» Your instructions
Among the records below, find each line bearing the word "System" and copy it.

Saved entries:
━━━

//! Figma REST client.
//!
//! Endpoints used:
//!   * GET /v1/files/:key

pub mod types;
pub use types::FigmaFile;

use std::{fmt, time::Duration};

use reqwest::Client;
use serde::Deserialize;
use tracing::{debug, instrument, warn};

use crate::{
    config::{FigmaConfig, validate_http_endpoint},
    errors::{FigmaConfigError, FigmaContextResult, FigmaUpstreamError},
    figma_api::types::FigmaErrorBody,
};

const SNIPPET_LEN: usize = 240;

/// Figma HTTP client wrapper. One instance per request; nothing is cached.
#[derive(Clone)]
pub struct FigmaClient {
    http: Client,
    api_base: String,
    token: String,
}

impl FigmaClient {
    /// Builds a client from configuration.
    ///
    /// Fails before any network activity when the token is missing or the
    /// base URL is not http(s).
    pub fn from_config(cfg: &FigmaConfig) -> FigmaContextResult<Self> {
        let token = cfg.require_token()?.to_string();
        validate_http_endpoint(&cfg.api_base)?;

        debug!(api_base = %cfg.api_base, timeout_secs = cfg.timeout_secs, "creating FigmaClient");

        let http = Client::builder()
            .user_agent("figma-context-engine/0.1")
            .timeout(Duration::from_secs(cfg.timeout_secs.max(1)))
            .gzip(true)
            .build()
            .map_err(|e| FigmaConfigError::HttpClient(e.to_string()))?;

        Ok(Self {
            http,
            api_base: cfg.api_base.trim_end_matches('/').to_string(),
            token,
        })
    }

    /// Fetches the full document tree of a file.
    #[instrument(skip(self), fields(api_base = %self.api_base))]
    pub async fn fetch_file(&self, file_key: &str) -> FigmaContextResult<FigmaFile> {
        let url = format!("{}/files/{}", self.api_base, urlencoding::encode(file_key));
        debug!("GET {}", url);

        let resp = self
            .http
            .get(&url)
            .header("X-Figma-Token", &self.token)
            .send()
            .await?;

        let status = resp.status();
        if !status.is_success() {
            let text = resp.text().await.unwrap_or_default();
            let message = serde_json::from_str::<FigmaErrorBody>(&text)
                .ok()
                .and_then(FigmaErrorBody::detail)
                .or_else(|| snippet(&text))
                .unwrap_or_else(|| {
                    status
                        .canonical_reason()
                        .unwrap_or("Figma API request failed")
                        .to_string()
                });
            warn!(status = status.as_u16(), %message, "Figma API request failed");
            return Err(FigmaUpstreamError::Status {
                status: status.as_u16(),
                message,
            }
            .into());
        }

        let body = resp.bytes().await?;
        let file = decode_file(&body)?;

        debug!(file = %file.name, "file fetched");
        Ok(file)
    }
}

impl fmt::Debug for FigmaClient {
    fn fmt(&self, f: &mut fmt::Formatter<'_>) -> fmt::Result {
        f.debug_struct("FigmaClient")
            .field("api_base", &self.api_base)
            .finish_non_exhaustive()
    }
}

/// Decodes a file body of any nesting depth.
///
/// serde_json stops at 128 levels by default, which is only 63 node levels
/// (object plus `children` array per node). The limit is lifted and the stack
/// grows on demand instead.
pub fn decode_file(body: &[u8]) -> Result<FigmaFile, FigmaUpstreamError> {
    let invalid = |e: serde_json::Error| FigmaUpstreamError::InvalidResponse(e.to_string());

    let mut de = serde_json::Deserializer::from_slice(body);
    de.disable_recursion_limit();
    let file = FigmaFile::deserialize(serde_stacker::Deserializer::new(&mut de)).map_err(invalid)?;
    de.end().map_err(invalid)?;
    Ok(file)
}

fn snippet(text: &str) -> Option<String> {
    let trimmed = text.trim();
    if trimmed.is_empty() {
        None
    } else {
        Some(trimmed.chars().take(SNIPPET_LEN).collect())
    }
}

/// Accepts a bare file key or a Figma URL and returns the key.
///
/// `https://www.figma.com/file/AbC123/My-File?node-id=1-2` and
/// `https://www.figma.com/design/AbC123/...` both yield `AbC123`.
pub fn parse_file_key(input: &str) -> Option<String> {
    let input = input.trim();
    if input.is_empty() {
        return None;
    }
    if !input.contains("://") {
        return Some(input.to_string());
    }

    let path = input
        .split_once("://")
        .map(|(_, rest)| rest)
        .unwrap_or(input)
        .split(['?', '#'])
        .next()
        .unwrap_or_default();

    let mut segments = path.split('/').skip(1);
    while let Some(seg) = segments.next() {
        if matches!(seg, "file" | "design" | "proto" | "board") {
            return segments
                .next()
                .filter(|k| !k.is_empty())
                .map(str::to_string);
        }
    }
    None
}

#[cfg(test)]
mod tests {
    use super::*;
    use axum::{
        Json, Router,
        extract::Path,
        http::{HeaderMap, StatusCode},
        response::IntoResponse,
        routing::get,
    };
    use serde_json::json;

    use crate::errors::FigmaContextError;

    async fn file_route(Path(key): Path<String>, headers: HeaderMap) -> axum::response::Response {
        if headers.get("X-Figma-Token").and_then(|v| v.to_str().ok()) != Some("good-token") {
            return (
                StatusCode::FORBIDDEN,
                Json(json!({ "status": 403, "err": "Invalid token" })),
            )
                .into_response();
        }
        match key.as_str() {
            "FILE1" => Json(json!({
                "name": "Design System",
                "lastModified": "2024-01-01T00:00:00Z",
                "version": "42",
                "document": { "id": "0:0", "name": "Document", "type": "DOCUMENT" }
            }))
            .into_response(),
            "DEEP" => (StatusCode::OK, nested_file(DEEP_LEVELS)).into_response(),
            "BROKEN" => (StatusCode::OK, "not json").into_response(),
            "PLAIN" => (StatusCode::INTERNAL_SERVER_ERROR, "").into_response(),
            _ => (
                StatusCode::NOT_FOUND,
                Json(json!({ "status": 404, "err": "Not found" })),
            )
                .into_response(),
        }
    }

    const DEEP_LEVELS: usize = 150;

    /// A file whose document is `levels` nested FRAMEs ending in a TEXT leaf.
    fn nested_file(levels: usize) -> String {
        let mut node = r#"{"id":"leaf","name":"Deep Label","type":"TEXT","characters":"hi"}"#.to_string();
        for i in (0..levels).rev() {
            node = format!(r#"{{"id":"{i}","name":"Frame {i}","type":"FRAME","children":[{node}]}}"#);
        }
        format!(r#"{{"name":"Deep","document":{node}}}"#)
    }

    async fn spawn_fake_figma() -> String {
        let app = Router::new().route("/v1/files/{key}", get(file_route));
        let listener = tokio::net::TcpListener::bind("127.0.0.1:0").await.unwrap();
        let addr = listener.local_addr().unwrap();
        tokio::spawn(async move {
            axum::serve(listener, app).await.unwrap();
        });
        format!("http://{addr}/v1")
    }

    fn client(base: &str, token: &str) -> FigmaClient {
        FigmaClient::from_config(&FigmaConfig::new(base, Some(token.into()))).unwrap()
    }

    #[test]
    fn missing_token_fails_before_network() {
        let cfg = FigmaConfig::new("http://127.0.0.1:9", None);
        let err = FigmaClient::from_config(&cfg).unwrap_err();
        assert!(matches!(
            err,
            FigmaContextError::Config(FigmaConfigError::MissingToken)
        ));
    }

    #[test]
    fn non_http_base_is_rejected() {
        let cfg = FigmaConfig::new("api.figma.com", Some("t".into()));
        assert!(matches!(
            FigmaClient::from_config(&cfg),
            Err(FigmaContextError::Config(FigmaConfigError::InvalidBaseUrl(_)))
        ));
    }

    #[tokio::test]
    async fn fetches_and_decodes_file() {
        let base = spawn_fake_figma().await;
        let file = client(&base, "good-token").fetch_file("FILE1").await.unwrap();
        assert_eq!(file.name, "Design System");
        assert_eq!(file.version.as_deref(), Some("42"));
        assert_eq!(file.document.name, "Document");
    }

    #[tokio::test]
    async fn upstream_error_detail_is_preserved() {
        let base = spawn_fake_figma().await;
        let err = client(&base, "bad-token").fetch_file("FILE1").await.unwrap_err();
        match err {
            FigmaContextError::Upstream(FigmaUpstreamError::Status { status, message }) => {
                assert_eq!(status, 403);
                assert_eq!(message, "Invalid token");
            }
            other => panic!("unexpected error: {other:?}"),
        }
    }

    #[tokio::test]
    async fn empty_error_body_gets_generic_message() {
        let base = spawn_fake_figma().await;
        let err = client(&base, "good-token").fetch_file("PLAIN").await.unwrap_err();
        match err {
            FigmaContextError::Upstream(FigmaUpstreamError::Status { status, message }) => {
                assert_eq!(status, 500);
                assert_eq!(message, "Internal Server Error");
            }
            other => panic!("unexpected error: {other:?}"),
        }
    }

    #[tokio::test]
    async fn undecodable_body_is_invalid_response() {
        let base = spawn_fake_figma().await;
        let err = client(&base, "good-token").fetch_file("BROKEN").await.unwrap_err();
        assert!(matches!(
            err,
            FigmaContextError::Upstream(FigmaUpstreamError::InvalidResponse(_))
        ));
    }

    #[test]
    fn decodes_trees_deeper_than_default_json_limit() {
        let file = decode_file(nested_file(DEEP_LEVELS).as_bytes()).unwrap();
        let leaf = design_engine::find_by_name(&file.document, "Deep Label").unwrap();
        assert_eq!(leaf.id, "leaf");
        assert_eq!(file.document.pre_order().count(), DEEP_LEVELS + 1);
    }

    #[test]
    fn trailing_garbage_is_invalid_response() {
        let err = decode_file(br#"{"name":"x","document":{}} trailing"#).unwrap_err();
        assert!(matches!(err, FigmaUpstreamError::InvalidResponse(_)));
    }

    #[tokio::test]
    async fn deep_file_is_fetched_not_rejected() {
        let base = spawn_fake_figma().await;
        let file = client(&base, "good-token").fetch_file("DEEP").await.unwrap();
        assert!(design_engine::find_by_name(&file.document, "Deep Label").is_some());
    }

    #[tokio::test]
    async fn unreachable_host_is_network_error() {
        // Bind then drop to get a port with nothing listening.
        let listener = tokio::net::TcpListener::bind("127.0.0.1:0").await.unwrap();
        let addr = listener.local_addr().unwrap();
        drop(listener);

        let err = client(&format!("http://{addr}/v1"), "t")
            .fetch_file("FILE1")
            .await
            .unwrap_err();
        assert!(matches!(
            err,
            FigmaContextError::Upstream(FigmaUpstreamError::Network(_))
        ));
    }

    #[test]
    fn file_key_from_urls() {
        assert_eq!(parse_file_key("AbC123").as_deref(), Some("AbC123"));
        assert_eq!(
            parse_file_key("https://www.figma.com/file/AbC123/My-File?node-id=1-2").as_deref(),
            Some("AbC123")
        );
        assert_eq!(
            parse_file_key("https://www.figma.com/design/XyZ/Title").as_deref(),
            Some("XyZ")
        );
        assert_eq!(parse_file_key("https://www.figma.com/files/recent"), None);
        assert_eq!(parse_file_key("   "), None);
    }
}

━━━

» Result for this task
                "name": "Design System",
        assert_eq!(file.name, "Design System");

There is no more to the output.